No experimental toxicokinetic study is available on the substance but information on absorption, distribution, metabolism and excretion may be deduced from the following physicochemical properties:

-Molecular weight: the molecular weight of the three major components are 681, 665 and 964 g/mol (present at 65.5, 15.2 and 12.7 % w/w respectively in the typical composition) and more than 96% w/w of the substance has a molecular weight above 600g/mol.

-Water solubility: the water solubility is below 0.0055 µg/L at 20°C. the substance is therefore considered as insoluble (Sydney, 2004)
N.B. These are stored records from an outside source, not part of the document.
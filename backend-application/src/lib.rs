// Backend Application Layer

pub mod commands;
pub mod error;
pub mod importer;
pub mod metrics;
pub mod queries;
pub mod repository;
pub mod state;

pub use error::AppError;
pub use metrics::Metrics;
pub use repository::{ChildRowIds, LeagueRepository};
pub use state::AppState;
use axum::routing::{get, post, put};
use axum::Router;

use backend_application::AppState;

use crate::handlers::{
    import_handlers, league_handlers, match_handlers, ops_handlers, report_handlers,
};

pub fn build_router(state: AppState) -> Router {
    Router::new()
        .route("/v1/import/matches", post(import_handlers::import_matches))
        .route("/v1/import/bundled", post(import_handlers::import_bundled))
        .route(
            "/v1/players",
            get(league_handlers::list_players).post(league_handlers::register_player),
        )
        .route(
            "/v1/players/:player_id/inventory",
            get(league_handlers::player_inventory).post(league_handlers::add_to_inventory),
        )
        .route(
            "/v1/players/:player_id/inventory/:beyblade_id",
            put(league_handlers::update_inventory_stats),
        )
        .route(
            "/v1/beyblades",
            get(league_handlers::list_beyblades).post(league_handlers::add_beyblade),
        )
        .route("/v1/matches", post(match_handlers::log_match))
        .route("/v1/matches/export", get(match_handlers::export_matches))
        .route("/v1/csv/render", post(match_handlers::render_csv))
        .route("/v1/dashboard", get(match_handlers::dashboard))
        .route("/v1/reports", get(report_handlers::league_report))
        .route("/v1/health/live", get(ops_handlers::health_live))
        .route("/v1/health/ready", get(ops_handlers::health_ready))
        .route("/v1/metrics", get(ops_handlers::metrics_prometheus))
        .with_state(state)
}
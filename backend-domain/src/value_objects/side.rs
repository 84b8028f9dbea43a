// Side of a two-player match as written in batch files ("A" = player1)

use serde::{Deserialize, Serialize};

#[derive(Debug, Clone, Copy, PartialEq, Eq, Hash, Serialize, Deserialize)]
pub enum Side {
    A,
    B,
}

impl Side {
    pub fn as_str(&self) -> &'static str {
        match self {
            Side::A => "A",
            Side::B => "B",
        }
    }

    pub fn opposite(&self) -> Side {
        match self {
            Side::A => Side::B,
            Side::B => Side::A,
        }
    }
}
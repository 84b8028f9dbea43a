pub mod context;
pub mod lifecycle;
pub mod telemetry;

pub use context::AppContext;
pub use lifecycle::{build_router_with_layers, run_import, run_standalone};
use std::collections::{HashMap, HashSet};

use crate::{AppError, AppState};
use backend_domain::{
    BeyType, InventoryQuery, MatchId, OwnedBeyblade, PlayerId, PlayerInventory,
};

pub async fn player_inventory(
    state: &AppState,
    player_id: PlayerId,
    query: InventoryQuery,
) -> Result<PlayerInventory, AppError> {
    let Some(player) = state.repo.find_player(&player_id).await? else {
        return Err(AppError::NotFound(format!("player {}", player_id)));
    };

    let catalog = state.repo.beyblades().await?;
    let by_id = catalog
        .iter()
        .map(|bey| (&bey.id, bey))
        .collect::<HashMap<_, _>>();
    let entries = state.repo.inventory_entries(Some(&player_id)).await?;
    let owned_ids = entries
        .iter()
        .map(|entry| entry.beyblade_id.clone())
        .collect::<HashSet<_>>();

    let wanted_type = match query.bey_type.as_deref().map(str::trim) {
        None | Some("") => None,
        Some(value) if value.eq_ignore_ascii_case("all") => None,
        Some(value) => Some(BeyType::parse(value).ok_or_else(|| {
            AppError::BadRequest(format!("unknown type \"{}\"", value))
        })?),
    };
    let mut beyblades = entries
        .iter()
        .filter_map(|entry| {
            by_id
                .get(&entry.beyblade_id)
                .map(|bey| OwnedBeyblade::from_parts(entry, bey))
        })
        .filter(|owned| wanted_type.map_or(true, |kind| owned.bey_type == kind))
        .collect::<Vec<_>>();
    beyblades.sort_by_key(|owned| owned.name.to_lowercase());

    let mut available = catalog
        .iter()
        .filter(|bey| !owned_ids.contains(&bey.id))
        .cloned()
        .collect::<Vec<_>>();
    available.sort_by_key(|bey| bey.name.to_lowercase());

    let record = state
        .repo
        .participants(None)
        .await?
        .into_iter()
        .filter(|participant| participant.player_id == player_id)
        .collect::<Vec<_>>();
    let battles = record
        .iter()
        .map(|participant| &participant.match_id)
        .collect::<HashSet<&MatchId>>()
        .len() as u64;
    let wins = record
        .iter()
        .filter(|participant| participant.is_winner)
        .count() as u64;
    let losses = record.len() as u64 - wins;
    let win_rate = if battles == 0 {
        0
    } else {
        (wins as f64 / battles as f64 * 100.0).round() as u32
    };

    Ok(PlayerInventory {
        player,
        beyblades,
        wins,
        losses,
        win_rate,
        available,
    })
}
use tracing::info;

use crate::{AppError, AppState};
use backend_domain::{NewPlayer, Player};

pub async fn register_player(state: &AppState, payload: NewPlayer) -> Result<Player, AppError> {
    let display_name = payload.display_name.trim();
    if display_name.is_empty() {
        return Err(AppError::BadRequest("display_name is empty".to_string()));
    }

    let wanted = display_name.to_lowercase();
    let existing = state.repo.players().await?;
    if existing
        .iter()
        .any(|player| player.display_name.trim().to_lowercase() == wanted)
    {
        return Err(AppError::BadRequest(format!(
            "player \"{}\" already exists",
            display_name
        )));
    }

    let player = state.repo.insert_player(display_name).await?;
    info!(player_id = %player.id, display_name, "player registered");
    Ok(player)
}
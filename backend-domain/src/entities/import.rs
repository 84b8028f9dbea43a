// Batch import entities
// Raw rows read from a match file and the per-row outcomes of importing them

use serde::{Deserialize, Serialize};
use thiserror::Error;

use crate::value_objects::Side;

/// One data line of a batch file. Every field is the trimmed cell text;
/// nothing here has been resolved against the store yet.
#[derive(Debug, Clone, Default, PartialEq, Eq, Serialize, Deserialize)]
pub struct CsvRow {
    #[serde(default)]
    pub row_number: usize,
    #[serde(default)]
    pub match_id: String,
    #[serde(default)]
    pub player1: String,
    #[serde(default)]
    pub player1_bey: String,
    #[serde(default)]
    pub player1_score: String,
    #[serde(default)]
    pub player2: String,
    #[serde(default)]
    pub player2_bey: String,
    #[serde(default)]
    pub player2_score: String,
    #[serde(default)]
    pub winner: String,
    #[serde(default, skip_serializing_if = "Option::is_none")]
    pub winner_side: Option<Side>,
    #[serde(default)]
    pub date: String,
    #[serde(default)]
    pub bursts: String,
    #[serde(default)]
    pub knockouts: String,
    #[serde(default)]
    pub extreme_knockouts: String,
    #[serde(default)]
    pub spin_finishes: String,
}

/// Per-request overrides for an import session.
#[derive(Debug, Clone, Default, Deserialize)]
pub struct ImportQuery {
    #[serde(default)]
    pub winner_policy: Option<String>,
    #[serde(default)]
    pub location: Option<String>,
}

#[derive(Debug, Clone, Default)]
pub struct ParsedBatch {
    pub rows: Vec<CsvRow>,
    pub warnings: Vec<String>,
}

#[derive(Debug, Clone, Copy, PartialEq, Eq, Serialize)]
#[serde(rename_all = "snake_case")]
pub enum RejectionKind {
    MissingFields,
    UnresolvedReference,
}

#[derive(Debug, Clone, PartialEq, Eq, Error)]
pub enum RowRejection {
    #[error("Missing match_id")]
    MissingExternalId,
    #[error("Invalid scores")]
    InvalidScores,
    #[error("Winner \"{0}\" does not match player1 or player2")]
    UnresolvedWinner(String),
    #[error("Missing players - \"{0}\" not found in database")]
    UnknownPlayer(String),
    #[error("Missing Beyblades - \"{beyblade}\" not found for {player}. Available: {available}")]
    UnknownBeyblade {
        player: String,
        beyblade: String,
        available: String,
    },
}

impl RowRejection {
    pub fn kind(&self) -> RejectionKind {
        match self {
            RowRejection::UnknownPlayer(_) | RowRejection::UnknownBeyblade { .. } => {
                RejectionKind::UnresolvedReference
            }
            _ => RejectionKind::MissingFields,
        }
    }
}

/// Terminal state of one imported row.
#[derive(Debug, Clone, Copy, PartialEq, Eq, Serialize)]
#[serde(rename_all = "snake_case")]
pub enum RowStatus {
    Created,
    Updated,
    Skipped,
    Rejected,
    Failed,
}

#[derive(Debug, Clone, Serialize)]
pub struct RowResult {
    pub row_number: usize,
    pub match_id: String,
    pub status: RowStatus,
    #[serde(skip_serializing_if = "Option::is_none")]
    pub rejection: Option<RejectionKind>,
    #[serde(skip_serializing_if = "Option::is_none")]
    pub message: Option<String>,
}

#[derive(Debug, Clone, Default, Serialize)]
pub struct ImportReport {
    pub fingerprint: String,
    pub total_rows: usize,
    pub created: usize,
    pub updated: usize,
    pub skipped: usize,
    pub errors: usize,
    pub warnings: Vec<String>,
    pub error_messages: Vec<String>,
    pub rows: Vec<RowResult>,
    pub duration_ms: u64,
}

impl ImportReport {
    /// Plain-text block shown to whoever ran the import.
    pub fn summary(&self) -> String {
        let mut lines = vec![
            "CSV Import Complete".to_string(),
            format!("Total rows: {}", self.total_rows),
            format!("Created: {}", self.created),
            format!("Updated: {}", self.updated),
            format!("Skipped (duplicates): {}", self.skipped),
            format!("Errors: {}", self.errors),
        ];
        if !self.warnings.is_empty() {
            lines.push(String::new());
            lines.push("Warnings:".to_string());
            lines.extend(self.warnings.iter().cloned());
        }
        if !self.error_messages.is_empty() {
            lines.push(String::new());
            lines.push("Errors:".to_string());
            lines.extend(self.error_messages.iter().cloned());
        }
        lines.join("\n")
    }
}

/// First `limit` messages, followed by a "... and K more" line when cut.
pub fn truncate_messages(messages: &[String], limit: usize) -> Vec<String> {
    let mut out = messages.iter().take(limit).cloned().collect::<Vec<_>>();
    if messages.len() > limit {
        out.push(format!("... and {} more", messages.len() - limit));
    }
    out
}
pub mod v1;

pub use v1::*;
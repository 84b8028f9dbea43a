// Player inventory entities

use serde::{Deserialize, Serialize};

use crate::entities::{Beyblade, Player};
use crate::value_objects::{BeyType, BeybladeId, InventoryEntryId, PlayerId};

/// Ownership row linking a player to a catalog Beyblade.
#[derive(Debug, Clone, PartialEq, Serialize, Deserialize)]
pub struct InventoryEntry {
    pub id: InventoryEntryId,
    pub player_id: PlayerId,
    pub beyblade_id: BeybladeId,
    #[serde(default)]
    pub attack: Option<i64>,
    #[serde(default)]
    pub defense: Option<i64>,
    #[serde(default)]
    pub stamina: Option<i64>,
}

/// Owned Beyblade joined with its catalog name, used for name matching.
#[derive(Debug, Clone, PartialEq, Eq, Serialize, Deserialize)]
pub struct InventoryItem {
    pub beyblade_id: BeybladeId,
    pub name: String,
}

#[derive(Debug, Clone, Serialize, Deserialize)]
pub struct OwnedBeyblade {
    pub beyblade_id: BeybladeId,
    pub name: String,
    #[serde(rename = "type")]
    pub bey_type: BeyType,
    pub attack: Option<i64>,
    pub defense: Option<i64>,
    pub stamina: Option<i64>,
}

impl OwnedBeyblade {
    /// Owner overrides win over catalog stats.
    pub fn from_parts(entry: &InventoryEntry, catalog: &Beyblade) -> Self {
        Self {
            beyblade_id: catalog.id.clone(),
            name: catalog.name.clone(),
            bey_type: catalog.kind(),
            attack: entry.attack.or(catalog.attack),
            defense: entry.defense.or(catalog.defense),
            stamina: entry.stamina.or(catalog.stamina),
        }
    }
}

#[derive(Debug, Clone, Serialize)]
pub struct PlayerInventory {
    pub player: Player,
    pub beyblades: Vec<OwnedBeyblade>,
    pub wins: u64,
    pub losses: u64,
    pub win_rate: u32,
    pub available: Vec<Beyblade>,
}

#[derive(Debug, Clone, Deserialize)]
pub struct AddInventoryRequest {
    pub beyblade_id: BeybladeId,
}

#[derive(Debug, Clone, Serialize, Deserialize)]
pub struct InventoryStatsUpdate {
    pub attack: i64,
    pub defense: i64,
    pub stamina: i64,
}

#[derive(Debug, Clone, Default, Deserialize)]
pub struct InventoryQuery {
    #[serde(default, rename = "type")]
    pub bey_type: Option<String>,
}
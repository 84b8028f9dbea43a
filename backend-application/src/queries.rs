pub mod beyblade_queries;
pub mod inventory_queries;
pub mod match_queries;
pub mod player_queries;
pub mod report_queries;

pub use beyblade_queries::*;
pub use inventory_queries::*;
pub use match_queries::*;
pub use player_queries::*;
pub use report_queries::*;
-Partition coefficient Log Kow: Log Kow estimated values by QSAR modeling for the three major components are above 13.28

-Particle size:the mass median aerodynamic diameter (MMAD) is 8.4 µm and approximately 57% by mass of the particles have an aerodynamic diameter less than 10 µm.

Absorption

The value of the log Kow, the extremely low water solubility, the molecular weight and the solid form of the test substance suggest a very low absorption into the gastro-intestinal tract after oral absorption. Indeed the absorption of highly lipophilic substances may be limited by the inability of such substances to dissolve into GI fluids. The 'particle' form also limits the absorption because of the time taken for the particles to disssolve, this is further accentuated for this poorly water-soluble substance.

This assumption of a very low oral absorption is confirmed in the oral toxicity studies: no systemic effects or mortalities were observed in rats treated at 2 000 mg/kg bw in an acute toxicity study and at 1000 mg/kg bw/day in a 28 -day repeated-dose toxicity study.
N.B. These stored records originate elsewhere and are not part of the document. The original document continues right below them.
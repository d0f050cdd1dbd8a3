//! Validated tunable structs (§3.5). Both are small and `Copy`; invalid
//! values are rejected at construction rather than discovered mid-probe, the
//! way the reference engine validates its own small leaf config values
//! inline instead of through a deserialization pipeline.

use crate::error::{CoreError, CoreResult};

/// Knobs governing one hash table's layout. `max_probe_distance` and the
/// load factor together decide `probe_overflow_size` at build time (§4.1).
#[derive(Debug, Clone, Copy, PartialEq, Eq)]
pub struct TableTunables {
    pub max_probe_distance: u8,
    pub load_factor_num: u32,
    pub load_factor_den: u32,
}

impl TableTunables {
    pub fn new(max_probe_distance: u8, load_factor_num: u32, load_factor_den: u32) -> CoreResult<Self> {
        if max_probe_distance == 0 {
            return Err(CoreError::ProbeDistanceOutOfRange { got: max_probe_distance as u32 });
        }
        if load_factor_den == 0 || load_factor_num == 0 || load_factor_num >= load_factor_den {
            return Err(CoreError::LoadFactorOutOfRange { num: load_factor_num, den: load_factor_den });
        }
        Ok(Self { max_probe_distance, load_factor_num, load_factor_den })
    }

    pub(crate) fn with_max_probe_distance(max_probe_distance: u8) -> Self {
        Self { max_probe_distance, ..Self::default() }
    }
}

impl Default for TableTunables {
    fn default() -> Self {
        Self { max_probe_distance: 255, load_factor_num: 3, load_factor_den: 4 }
    }
}

/// Knobs governing the speculation stats aggregator (§4.6, §6).
#[derive(Debug, Clone, Copy, PartialEq, Eq)]
pub struct AggregatorTunables {
    /// Generations a static frame's stats may go unreferenced before
    /// `cleanup` destroys them.
    pub max_age: u32,
    pub simstack_initial_capacity: usize,
    pub offset_log_growth_step: usize,
}

impl AggregatorTunables {
    pub fn new(max_age: u32, simstack_initial_capacity: usize, offset_log_growth_step: usize) -> CoreResult<Self> {
        if simstack_initial_capacity == 0 {
            return Err(CoreError::ZeroCapacity);
        }
        Ok(Self { max_age, simstack_initial_capacity, offset_log_growth_step })
    }
}

impl Default for AggregatorTunables {
    fn default() -> Self {
        Self { max_age: 100, simstack_initial_capacity: 32, offset_log_growth_step: 32 }
    }
}
//! `UniHash`: borrowed C-style byte-string keys with a cached 32-bit hash, an
//! inline `i32` value (§4.4). Keys are never owned by the table — callers
//! must keep the backing bytes alive for as long as the key stays inserted,
//! the same borrowing contract `PtrHash` places on its pointer keys.

use crate::{
    error::oops,
    hash::robinhood::{HashSpec, RobinHood, Slot},
};

/// A borrowed byte-string key plus its precomputed 32-bit hash. The hash is
/// "host-provided": this crate never hashes the bytes itself, it only
/// compares them once the cached hashes already agree.
#[derive(Debug, Clone, Copy)]
pub struct UniKey {
    bytes: *const u8,
    len: usize,
    hash: u32,
}

impl UniKey {
    /// Build a key from `bytes` and an already-computed 32-bit hash.
    pub fn with_hash(bytes: &[u8], hash: u32) -> Self {
        Self { bytes: bytes.as_ptr(), len: bytes.len(), hash }
    }

    /// Build a key from `bytes`, hashing them with this crate's own FNV-1a
    /// fallback for callers with no host-side hash to reuse.
    pub fn new(bytes: &[u8]) -> Self {
        Self::with_hash(bytes, fnv1a32(bytes))
    }

    fn as_slice(&self) -> &[u8] {
        unsafe { std::slice::from_raw_parts(self.bytes, self.len) }
    }
}

fn fnv1a32(bytes: &[u8]) -> u32 {
    let mut h: u32 = 0x811c_9dc5;
    for &b in bytes {
        h ^= b as u32;
        h = h.wrapping_mul(0x0100_0193);
    }
    h
}

#[derive(Debug, Clone, Copy, Default)]
struct Entry {
    bytes: *const u8,
    len: usize,
    hash: u32,
    value: i32,
}

struct Spec;

impl HashSpec for Spec {
    type Key = UniKey;
    type Entry = Entry;
    type Host<'h> = ();

    const INITIAL_CAPACITY: usize = 8;
    const MAX_PROBE_DISTANCE: u8 = 255;
    const HASH_WIDTH_BITS: u32 = 32;

    #[inline]
    fn hash<'h>(_host: &'h (), key: UniKey) -> u64 {
        key.hash as u64
    }

    fn key_eq<'h>(_host: &'h (), entry: &Entry, key: UniKey) -> bool {
        if entry.hash != key.hash || entry.len != key.len {
            return false;
        }
        let entry_bytes = unsafe { std::slice::from_raw_parts(entry.bytes, entry.len) };
        entry_bytes == key.as_slice()
    }

    #[inline]
    fn key_of(entry: &Entry) -> UniKey {
        UniKey { bytes: entry.bytes, len: entry.len, hash: entry.hash }
    }
}

/// Byte-string keyed hash table with a caller- or host-supplied hash cache.
pub struct UniHash {
    engine: RobinHood<Spec>,
}

impl UniHash {
    pub fn build() -> Self {
        Self { engine: RobinHood::build() }
    }

    pub fn len(&self) -> usize {
        self.engine.len() as usize
    }

    pub fn is_empty(&self) -> bool {
        self.len() == 0
    }

    pub fn official_size(&self) -> usize {
        self.engine.official_size() as usize
    }

    pub fn fetch(&self, key: UniKey) -> Option<i32> {
        self.engine.fetch(&(), key).map(|e| e.value)
    }

    /// Panics with `InsertConflict` if `key` is already present with a
    /// different value (§7), matching `PtrHash::insert`.
    pub fn insert(&mut self, key: UniKey, value: i32) {
        match self.engine.lvalue_fetch(&(), key) {
            Slot::Vacant(e) => {
                e.bytes = key.bytes;
                e.len = key.len;
                e.hash = key.hash;
                e.value = value;
            }
            Slot::Occupied(e) => {
                if e.value != value {
                    oops!("insert conflict: key already maps to {}, got {value}", e.value);
                }
            }
        }
    }

    pub fn insert_nocheck(&mut self, key: UniKey, value: i32) {
        match self.engine.lvalue_fetch(&(), key) {
            Slot::Vacant(e) | Slot::Occupied(e) => {
                e.bytes = key.bytes;
                e.len = key.len;
                e.hash = key.hash;
                e.value = value;
            }
        }
    }
}

impl Default for UniHash {
    fn default() -> Self {
        Self::build()
    }
}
However, an oral absorption of 100% is taken into account for risk assessment (worst case scenarios).

With extremely low water solubility, a high value of log Kow and a molecular mass above 600 g/mol, dermal absorption is also anticipated to be very low.

This assumption is confirmed in the dermal toxicity studies: no systemic effects or mortalities were observed in rats treated at 2000 mg/kg bw in an acute toxicity and there were no effects in dermal irritation. Nevertheless, the substance exhibited a sensitizing potential. According to the prediction done by HI SKin Perm, the dermal absorption is very low. 10% of dermal absorption is used for risk assessment.
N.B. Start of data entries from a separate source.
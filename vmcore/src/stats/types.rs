//! Data model for the speculation statistics tree (§3.3) and the callsite
//! shape descriptors the trace reducer keys off of.

use crate::host::GcHeader;

/// Opaque identity of a static frame (the guest's notion of "a function").
/// The reference engine's equivalent is a pointer; here it's caller-defined
/// so the crate never assumes a particular guest object layout.
pub type StaticFrameId = u64;

/// Opaque identity of a correlation tag attached to trace events (§ Glossary).
pub type CorrelationId = u64;

/// Whether one callsite argument flag denotes an object (needing a `type`)
/// and/or a container (needing a `decont_type` once deconned).
#[derive(Debug, Clone, Copy, PartialEq, Eq, Default)]
pub struct ArgFlag {
    pub is_object: bool,
    pub is_container: bool,
}

/// A callable-shape descriptor (Glossary: "Callsite"): how many positional
/// args precede the named ones, and what each flag slot expects.
#[derive(Debug, Clone, PartialEq, Eq)]
pub struct Callsite {
    pub id: u32,
    pub num_pos: usize,
    pub flags: Vec<ArgFlag>,
}

impl Callsite {
    pub fn flag_count(&self) -> usize {
        self.flags.len()
    }

    /// Maps a parameter's argument index to its flag-vector slot (§4.6):
    /// positional args map 1:1; named args come in `(name, value)` pairs
    /// after the positional run, so only every other one carries a flag.
    pub fn flag_index(&self, arg_idx: usize) -> usize {
        if arg_idx < self.num_pos {
            arg_idx
        } else {
            self.num_pos + (arg_idx - 1 - self.num_pos) / 2
        }
    }
}

/// One argument's observed type shape. `type_`/`decont_type` are GC-managed
/// type-object handles; `None` means "not yet observed" (§3.3).
#[derive(Debug, Clone, Copy, PartialEq, Eq, Default)]
pub struct ArgType {
    pub type_: Option<GcHeader>,
    pub type_concrete: bool,
    pub decont_type: Option<GcHeader>,
    pub decont_type_concrete: bool,
}

/// A `(type, concrete)` pair observed at a bytecode offset, with its
/// occurrence count.
#[derive(Debug, Clone, Copy, PartialEq, Eq)]
pub struct TypeCount {
    pub type_: Option<GcHeader>,
    pub concrete: bool,
    pub count: u64,
}

/// An inline-cache value observed at a bytecode offset (`LOG_INVOKE`), with
/// its occurrence count.
#[derive(Debug, Clone, Copy, PartialEq, Eq)]
pub struct ValueCount {
    pub value: i64,
    pub count: u64,
}

/// A callee type tuple attributed back to a caller's invoke offset, with its
/// occurrence count (§4.5 step 4).
#[derive(Debug, Clone, PartialEq, Eq)]
pub struct TypeTupleCount {
    pub callsite_id: u32,
    pub arg_types: Vec<ArgType>,
    pub count: u64,
}

/// Per-bytecode-offset observations within one type-tuple bucket.
#[derive(Debug, Clone, Default)]
pub struct ByOffset {
    pub bytecode_offset: u32,
    pub types: Vec<TypeCount>,
    pub values: Vec<ValueCount>,
    pub type_tuples: Vec<TypeTupleCount>,
}

impl ByOffset {
    fn new(bytecode_offset: u32) -> Self {
        Self { bytecode_offset, ..Self::default() }
    }

    pub fn record_type(&mut self, type_: Option<GcHeader>, concrete: bool) {
        match self.types.iter_mut().find(|t| t.type_ == type_ && t.concrete == concrete) {
            Some(t) => t.count += 1,
            None => self.types.push(TypeCount { type_, concrete, count: 1 }),
        }
    }

    pub fn record_value(&mut self, value: i64) {
        match self.values.iter_mut().find(|v| v.value == value) {
            Some(v) => v.count += 1,
            None => self.values.push(ValueCount { value, count: 1 }),
        }
    }

    pub fn record_type_tuple(&mut self, callsite_id: u32, arg_types: &[ArgType]) {
        match self
            .type_tuples
            .iter_mut()
            .find(|t| t.callsite_id == callsite_id && t.arg_types == arg_types)
        {
            Some(t) => t.count += 1,
            None => self.type_tuples.push(TypeTupleCount {
                callsite_id,
                arg_types: arg_types.to_vec(),
                count: 1,
            }),
        }
    }
}

/// Stats for one distinct argument-type tuple observed at a callsite.
#[derive(Debug, Clone, Default)]
pub struct ByType {
    pub arg_types: Vec<ArgType>,
    pub hits: u64,
    pub osr_hits: u64,
    pub max_depth: u32,
    pub by_offset: Vec<ByOffset>,
}

impl ByType {
    pub fn offset_mut(&mut self, bytecode_offset: u32) -> &mut ByOffset {
        if let Some(idx) = self.by_offset.iter().position(|o| o.bytecode_offset == bytecode_offset) {
            return &mut self.by_offset[idx];
        }
        self.by_offset.push(ByOffset::new(bytecode_offset));
        self.by_offset.last_mut().unwrap()
    }
}

/// Stats for one distinct callsite shape observed calling this function.
#[derive(Debug, Clone)]
pub struct ByCallsite {
    pub callsite_id: u32,
    pub hits: u64,
    pub osr_hits: u64,
    pub max_depth: u32,
    pub by_type: Vec<ByType>,
}

impl ByCallsite {
    fn new(callsite_id: u32) -> Self {
        Self { callsite_id, hits: 0, osr_hits: 0, max_depth: 0, by_type: Vec::new() }
    }

    /// Find the `by_type` record with byte-identical `arg_types`, if any.
    pub fn find_type(&self, arg_types: &[ArgType]) -> Option<usize> {
        self.by_type.iter().position(|t| t.arg_types == arg_types)
    }
}

/// A pending per-offset observation recorded on a live frame, folded into
/// its `ByOffset` record when the frame pops (§4.5 step 3).
#[derive(Debug, Clone, Copy, PartialEq, Eq)]
pub enum OffsetLog {
    /// `LOG_TYPE` / `LOG_RETURN`.
    Type { bytecode_offset: u32, type_: Option<GcHeader>, concrete: bool },
    /// `LOG_INVOKE`.
    Invoke { bytecode_offset: u32, value: i64 },
}

/// A callee type tuple a popped frame leaves for its caller to attribute
/// back to the invoke site (§3.4, §4.5 step 6).
#[derive(Debug, Clone, PartialEq, Eq)]
pub struct CallTypeInfo {
    pub bytecode_offset: u32,
    pub callsite_id: u32,
    pub arg_types: Vec<ArgType>,
}

/// A dedup-by-offset static (constant/literal) observation (§3.3).
#[derive(Debug, Clone, Copy, PartialEq, Eq)]
pub struct StaticValue {
    pub bytecode_offset: u32,
    pub value: i64,
}

/// The per-function statistics root (Glossary / §3.3's `SF`).
#[derive(Debug, Clone, Default)]
pub struct FunctionStats {
    pub hits: u64,
    pub osr_hits: u64,
    pub last_update: u32,
    pub by_callsite: Vec<ByCallsite>,
    pub static_values: Vec<StaticValue>,
}

impl FunctionStats {
    pub fn callsite_mut(&mut self, callsite_id: u32) -> usize {
        if let Some(idx) = self.by_callsite.iter().position(|c| c.callsite_id == callsite_id) {
            return idx;
        }
        self.by_callsite.push(ByCallsite::new(callsite_id));
        self.by_callsite.len() - 1
    }

    /// Record a static value at `bytecode_offset` unless one is already
    /// present there (first write wins, §4.6 `STATIC`).
    pub fn record_static(&mut self, bytecode_offset: u32, value: i64) {
        if self.static_values.iter().any(|s| s.bytecode_offset == bytecode_offset) {
            return;
        }
        self.static_values.push(StaticValue { bytecode_offset, value });
    }
}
Regarding the inhalation route, the size of the particles will favour the deposition on the surface of the lower respiratory tract. As the particles are poorly water-soluble, those deposited in the alveolar region will mainly be engulfed by macrophages. The macrophages may either translocate particles to the ciliated airways for elimination or carry particles into the pulmonary intersticium. Thus, absorption should be very limited.

The assumption of a very low absorption by inhalation is confirmed in the acute inhalation toxicity study : no systemic effects or mortalities were observed in rats exposed to the test substance for four hours up to the maximal practical concentration of 4060 mg/m3 and up to 26.0 mg/m3 air for six hours per day, five days per week in a 90-day repeated dose toxicity study.  100% of inhalation absorption is used for risk assessment.

Distribution and Metabolism

By the dermal route, since the substance is highly lipophilic, it may persist in the lipid rich stratum corneum and will eventually be cleared as the stratum corneum is sloughed off. By the inhalation route, since the particles of the substance are poorly water-soluble, they may stay in the pulmonary intersticium and clearance will depend mainly upon solubilisation and other mechanisms. No specific data is available on the metabolism of the substance.

Elimination

Due to the extremely low water solubility and a relatively high molecular mass, the excretion of the substance in urine is not expected. An excretion via bile and faeces is possible.